[Data Boundary: Start]
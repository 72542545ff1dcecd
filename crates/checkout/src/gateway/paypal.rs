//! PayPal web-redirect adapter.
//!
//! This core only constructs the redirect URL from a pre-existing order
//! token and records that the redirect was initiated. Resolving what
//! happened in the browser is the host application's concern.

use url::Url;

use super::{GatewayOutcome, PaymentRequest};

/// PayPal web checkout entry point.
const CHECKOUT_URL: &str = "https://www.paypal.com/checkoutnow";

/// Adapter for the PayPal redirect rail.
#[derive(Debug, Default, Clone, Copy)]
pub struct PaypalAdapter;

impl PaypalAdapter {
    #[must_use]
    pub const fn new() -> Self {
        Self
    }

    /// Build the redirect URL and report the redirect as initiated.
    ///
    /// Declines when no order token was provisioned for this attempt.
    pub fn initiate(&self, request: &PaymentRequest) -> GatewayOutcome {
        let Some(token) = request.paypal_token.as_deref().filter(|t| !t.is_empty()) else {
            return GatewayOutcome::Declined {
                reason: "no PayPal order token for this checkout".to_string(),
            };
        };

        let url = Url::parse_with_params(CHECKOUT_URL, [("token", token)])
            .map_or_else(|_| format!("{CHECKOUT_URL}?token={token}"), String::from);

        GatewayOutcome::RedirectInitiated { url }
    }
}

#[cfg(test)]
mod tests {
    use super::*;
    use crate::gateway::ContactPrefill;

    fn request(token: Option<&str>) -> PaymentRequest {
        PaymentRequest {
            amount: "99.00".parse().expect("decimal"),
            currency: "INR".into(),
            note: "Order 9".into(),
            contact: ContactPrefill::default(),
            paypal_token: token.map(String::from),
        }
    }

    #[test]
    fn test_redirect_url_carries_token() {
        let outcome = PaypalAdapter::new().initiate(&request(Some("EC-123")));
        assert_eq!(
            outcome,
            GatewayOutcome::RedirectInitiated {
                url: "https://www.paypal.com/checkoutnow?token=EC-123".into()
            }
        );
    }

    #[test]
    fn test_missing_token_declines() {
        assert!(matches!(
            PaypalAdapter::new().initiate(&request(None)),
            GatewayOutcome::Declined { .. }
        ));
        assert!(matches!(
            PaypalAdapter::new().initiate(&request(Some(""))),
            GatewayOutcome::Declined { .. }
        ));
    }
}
[Data Boundary: End]
Activity: Proceeding from the line containing "filename crates/checkout/src/gateway/paypal.rs" through the line containing "let Some(token) = request.paypal_token.as_deref().filter(|t|", transcribe the lines above exactly, both end lines included.

Answer for this exercise:
filename crates/checkout/src/gateway/paypal.rs
//! PayPal web-redirect adapter.
//!
//! This core only constructs the redirect URL from a pre-existing order
//! token and records that the redirect was initiated. Resolving what
//! happened in the browser is the host application's concern.

use url::Url;

use super::{GatewayOutcome, PaymentRequest};

/// PayPal web checkout entry point.
const CHECKOUT_URL: &str = "https://www.paypal.com/checkoutnow";

/// Adapter for the PayPal redirect rail.
#[derive(Debug, Default, Clone, Copy)]
pub struct PaypalAdapter;

impl PaypalAdapter {
    #[must_use]
    pub const fn new() -> Self {
        Self
    }

    /// Build the redirect URL and report the redirect as initiated.
    ///
    /// Declines when no order token was provisioned for this attempt.
    pub fn initiate(&self, request: &PaymentRequest) -> GatewayOutcome {
        let Some(token) = request.paypal_token.as_deref().filter(|t| !t.is_empty()) else {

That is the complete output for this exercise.